Esses tiros podem sair pela culatra, pois, em tempos de crise e incertezas mundiais, o capital vai atrás da reposição rápida das suas perdas e de portos mais seguros, tendendo a se afastar de investimentos pesados e de longo prazo (como os requeridos pelo setor de infra-estrutura), especialmente no mundo dos países periféricos.

 

A dificuldade do governo federal em fazer deslanchar a construção de hidroelétricas com investimentos privados (um dos buracos atuais do PAC) é um exemplo, que pode resultar em um maior estrangulamento na produção de energia e no risco de uma nova crise energética no país.

 

Por fim, o Banco Central já volta a cogitar novos aumentos de juros, diante dos sinais de turbulência na economia doméstica.
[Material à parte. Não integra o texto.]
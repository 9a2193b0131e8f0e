//! Explorer tree printing
//!
//! Usage: cmdsync explorer --workspace <FILE> [--config <FILE>]

use cmdsync_core::explorer::{group_commands_by_goal, CommandsByGoal};

use super::workspace::Engine;
use super::WorkspaceArgs;

/// Execute explorer command
pub async fn execute(args: WorkspaceArgs) -> Result<(), Box<dyn std::error::Error>> {
    let engine = Engine::boot(&args).await?;
    let grouping = group_commands_by_goal(&engine.goals, &engine.manager.commands());
    print!("{}", render_tree(&grouping));
    Ok(())
}

fn render_tree(grouping: &CommandsByGoal) -> String {
    let mut out = String::new();
    for (goal, commands) in grouping.iter() {
        out.push_str(&format!("{} ({})\n", goal.display_name, commands.len()));
        for command in commands {
            out.push_str(&format!("  {}: {}\n", command.name, command.command_line));
        }
    }
    out
}
//! Command registry
//!
//! The registry owns the authoritative set of commands and notifies
//! observers about the initial load and every later change.

pub mod listeners;
pub mod manager;
mod naming;

pub use listeners::{CommandChangedListener, CommandLoadedListener, ListenerId};
pub use manager::CommandManager;
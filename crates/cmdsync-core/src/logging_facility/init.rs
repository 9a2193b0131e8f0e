//! Logging initialization module
//!
//! Provides a single initialization point for the logging facility.

use std::sync::Once;
use tracing_subscriber::{util::SubscriberInitExt, EnvFilter};

/// Logging profile configuration
#[derive(Debug, Clone, Copy, PartialEq, Eq)]
pub enum Profile {
    /// Human-readable output for development
    Development,
    /// JSON structured output for production
    Production,
    /// Test capture mode for deterministic testing
    Test,
}

static INIT_ONCE: Once = Once::new();

/// Initialize the logging facility
///
/// Call once at startup; later calls are ignored.
///
/// # Profiles
///
/// - **Development**: Human-readable logs, `cmdsync=debug` unless `RUST_LOG` is set
/// - **Production**: JSON structured logs, `cmdsync=info` unless `RUST_LOG` is set
/// - **Test**: Bare registry; use `init_test_capture()` to record events
pub fn init(profile: Profile) {
    INIT_ONCE.call_once(|| match profile {
        Profile::Development => {
            tracing_subscriber::fmt()
                .with_env_filter(
                    EnvFilter::try_from_default_env()
                        .unwrap_or_else(|_| EnvFilter::new("cmdsync=debug")),
                )
                .with_writer(std::io::stderr)
                .init();
        }
        Profile::Production => {
            tracing_subscriber::fmt()
                .json()
                .with_env_filter(
                    EnvFilter::try_from_default_env()
                        .unwrap_or_else(|_| EnvFilter::new("cmdsync=info")),
                )
                .with_writer(std::io::stderr)
                .init();
        }
        Profile::Test => {
            tracing_subscriber::registry().init();
        }
    });
}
Medida que pode ser fatal para, a médio prazo, fazer a crise chegar para valer na economia real. Uma expansão movida a mecanismos com amplo crédito e empréstimos consignados, como ocorreu no Brasil nos últimos anos, poderá, com essa ortodoxia neoliberal do BC, conhecer a sua desaceleração a la Estados Unidos.

 

Desafios em 2008

 

Não devemos perder de vista que a crise econômica já começou. Outra coisa é a sua duração e gravidade. Historicamente, não estamos diante de nenhuma novidade: em crises na economia capitalista, a conta costuma ser destinada fundamentalmente aos trabalhadores.

 

Tanto que nem bem a crise começou e algumas pancadas já estão confirmadíssimas, como a que afeta os acordos salariais e reajustes dos trabalhadores do setor público.

 

Diante desse quadro, colocam-se em 2008 três desafios para os socialistas e os movimentos sociais combativos da classe trabalhadora:

 

- Recolocar em debate a construção de um projeto de ruptura com a política econômica, construindo em termos práticos um programa do ponto de vista dos trabalhadores, em oposição e em alternativa às "soluções" da classe dominante e dos governos.

 

- Construir uma agenda de iniciativas para unir as demandas e lutas reais dos movimentos populares, sindicatos, na defesa dos direitos dos trabalhadores do setor público, no rechaço às privatizações, aos cortes nos gastos sociais.

 

- No processo eleitoral do segundo semestre, será importante retomar a formação de uma frente de esquerda, a ser ampliada nos movimentos sociais, para, mesmo no terreno das eleições municipais, apresentar uma visão coerente de projeto alternativo de ruptura para o país, sem concessões ao grande capital. Um projeto que seja ponto de apoio para representar as demandas reais dos pobres nas cidades, que não vão faltar, pois no âmbito dos municípios também se fará sentir o tacão do endurecimento da política econômica.

 

*Fonte: Trade unions launch Beijing Consensus", People´s Daily Online

 

Fernando Silva é jornalista, membro do Diretório Nacional do PSOL e do conselho editorial da revista Debate Socialista.